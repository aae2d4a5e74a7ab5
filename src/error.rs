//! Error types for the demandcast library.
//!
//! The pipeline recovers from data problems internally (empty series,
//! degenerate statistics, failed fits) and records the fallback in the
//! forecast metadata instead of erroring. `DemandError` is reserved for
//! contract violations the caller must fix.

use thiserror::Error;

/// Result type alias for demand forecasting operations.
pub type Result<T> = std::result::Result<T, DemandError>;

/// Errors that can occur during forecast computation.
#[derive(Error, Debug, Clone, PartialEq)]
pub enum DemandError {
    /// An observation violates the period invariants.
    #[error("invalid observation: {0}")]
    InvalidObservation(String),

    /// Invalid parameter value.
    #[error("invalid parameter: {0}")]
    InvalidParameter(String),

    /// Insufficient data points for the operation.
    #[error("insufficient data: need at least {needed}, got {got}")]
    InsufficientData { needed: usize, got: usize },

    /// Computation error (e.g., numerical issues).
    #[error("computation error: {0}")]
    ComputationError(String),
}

════════════════

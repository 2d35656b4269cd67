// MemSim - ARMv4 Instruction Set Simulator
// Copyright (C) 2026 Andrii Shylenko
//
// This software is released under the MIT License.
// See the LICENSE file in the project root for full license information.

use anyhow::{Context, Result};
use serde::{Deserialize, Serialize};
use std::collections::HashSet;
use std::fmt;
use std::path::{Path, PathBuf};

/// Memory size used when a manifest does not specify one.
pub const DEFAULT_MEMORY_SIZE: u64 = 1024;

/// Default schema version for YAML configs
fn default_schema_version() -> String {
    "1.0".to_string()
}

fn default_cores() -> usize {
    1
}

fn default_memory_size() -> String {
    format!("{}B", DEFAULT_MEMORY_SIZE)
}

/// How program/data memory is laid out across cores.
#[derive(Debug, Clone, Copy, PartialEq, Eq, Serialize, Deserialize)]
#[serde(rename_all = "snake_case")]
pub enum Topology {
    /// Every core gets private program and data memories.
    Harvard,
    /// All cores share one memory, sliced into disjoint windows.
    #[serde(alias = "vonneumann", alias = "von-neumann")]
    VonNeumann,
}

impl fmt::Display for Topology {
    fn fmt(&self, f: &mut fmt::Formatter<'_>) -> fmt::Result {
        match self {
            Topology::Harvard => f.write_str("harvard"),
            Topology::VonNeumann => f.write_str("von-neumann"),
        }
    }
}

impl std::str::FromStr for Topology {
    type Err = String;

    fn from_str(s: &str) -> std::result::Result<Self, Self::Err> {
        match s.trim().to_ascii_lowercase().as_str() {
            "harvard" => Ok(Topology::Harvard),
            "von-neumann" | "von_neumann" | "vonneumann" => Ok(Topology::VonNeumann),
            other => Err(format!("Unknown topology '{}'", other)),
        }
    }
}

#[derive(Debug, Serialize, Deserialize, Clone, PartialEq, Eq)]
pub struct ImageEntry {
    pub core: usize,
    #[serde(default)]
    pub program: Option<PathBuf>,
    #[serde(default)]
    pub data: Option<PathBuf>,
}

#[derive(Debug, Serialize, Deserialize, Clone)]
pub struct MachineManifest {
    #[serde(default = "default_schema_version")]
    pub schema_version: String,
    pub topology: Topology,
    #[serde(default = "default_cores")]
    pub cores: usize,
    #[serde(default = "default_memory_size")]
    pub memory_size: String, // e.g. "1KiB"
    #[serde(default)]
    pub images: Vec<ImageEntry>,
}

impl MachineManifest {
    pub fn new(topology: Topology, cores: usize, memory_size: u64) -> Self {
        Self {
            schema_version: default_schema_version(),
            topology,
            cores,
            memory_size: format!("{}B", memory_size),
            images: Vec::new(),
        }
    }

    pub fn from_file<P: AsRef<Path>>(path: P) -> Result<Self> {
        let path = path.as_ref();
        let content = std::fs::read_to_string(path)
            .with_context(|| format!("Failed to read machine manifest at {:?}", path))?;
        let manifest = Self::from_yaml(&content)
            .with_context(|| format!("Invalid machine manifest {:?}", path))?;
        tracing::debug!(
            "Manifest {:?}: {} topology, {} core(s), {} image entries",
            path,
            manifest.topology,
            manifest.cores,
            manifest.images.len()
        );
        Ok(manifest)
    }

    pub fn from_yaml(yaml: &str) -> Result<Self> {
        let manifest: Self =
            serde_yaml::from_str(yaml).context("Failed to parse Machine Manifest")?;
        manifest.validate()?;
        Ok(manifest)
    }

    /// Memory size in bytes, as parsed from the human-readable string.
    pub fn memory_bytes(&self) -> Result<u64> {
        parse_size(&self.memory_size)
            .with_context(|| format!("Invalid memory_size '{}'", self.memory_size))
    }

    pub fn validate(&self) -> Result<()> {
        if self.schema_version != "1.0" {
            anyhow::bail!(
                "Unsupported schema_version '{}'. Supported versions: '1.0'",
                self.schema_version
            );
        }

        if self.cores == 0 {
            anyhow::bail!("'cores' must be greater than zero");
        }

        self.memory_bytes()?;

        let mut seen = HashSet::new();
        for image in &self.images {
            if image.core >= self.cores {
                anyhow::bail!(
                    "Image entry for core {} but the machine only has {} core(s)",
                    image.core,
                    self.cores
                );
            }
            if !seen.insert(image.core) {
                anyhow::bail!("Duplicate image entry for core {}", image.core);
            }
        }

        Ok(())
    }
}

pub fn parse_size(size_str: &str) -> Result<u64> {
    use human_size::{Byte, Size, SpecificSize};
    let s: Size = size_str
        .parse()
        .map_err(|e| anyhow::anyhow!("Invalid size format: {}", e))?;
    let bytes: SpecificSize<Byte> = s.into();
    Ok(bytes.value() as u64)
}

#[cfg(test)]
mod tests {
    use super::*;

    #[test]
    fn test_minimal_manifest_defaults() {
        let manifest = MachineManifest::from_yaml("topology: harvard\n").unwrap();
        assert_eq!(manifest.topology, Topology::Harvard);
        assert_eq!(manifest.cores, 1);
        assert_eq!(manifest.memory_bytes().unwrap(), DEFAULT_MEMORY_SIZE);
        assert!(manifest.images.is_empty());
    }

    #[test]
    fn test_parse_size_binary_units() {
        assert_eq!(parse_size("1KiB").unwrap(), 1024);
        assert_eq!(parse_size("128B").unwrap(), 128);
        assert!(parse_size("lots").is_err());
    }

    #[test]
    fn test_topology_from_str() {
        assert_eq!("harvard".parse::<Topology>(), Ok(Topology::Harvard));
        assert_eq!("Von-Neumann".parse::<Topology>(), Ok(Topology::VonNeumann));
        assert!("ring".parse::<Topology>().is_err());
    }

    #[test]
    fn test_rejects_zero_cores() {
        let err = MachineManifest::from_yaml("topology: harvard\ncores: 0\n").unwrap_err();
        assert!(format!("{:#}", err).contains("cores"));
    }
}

════════════════

Considering the records above, count the lines where the string "validate" occurs and return that number alone.

#### [FINISHED TASK]
2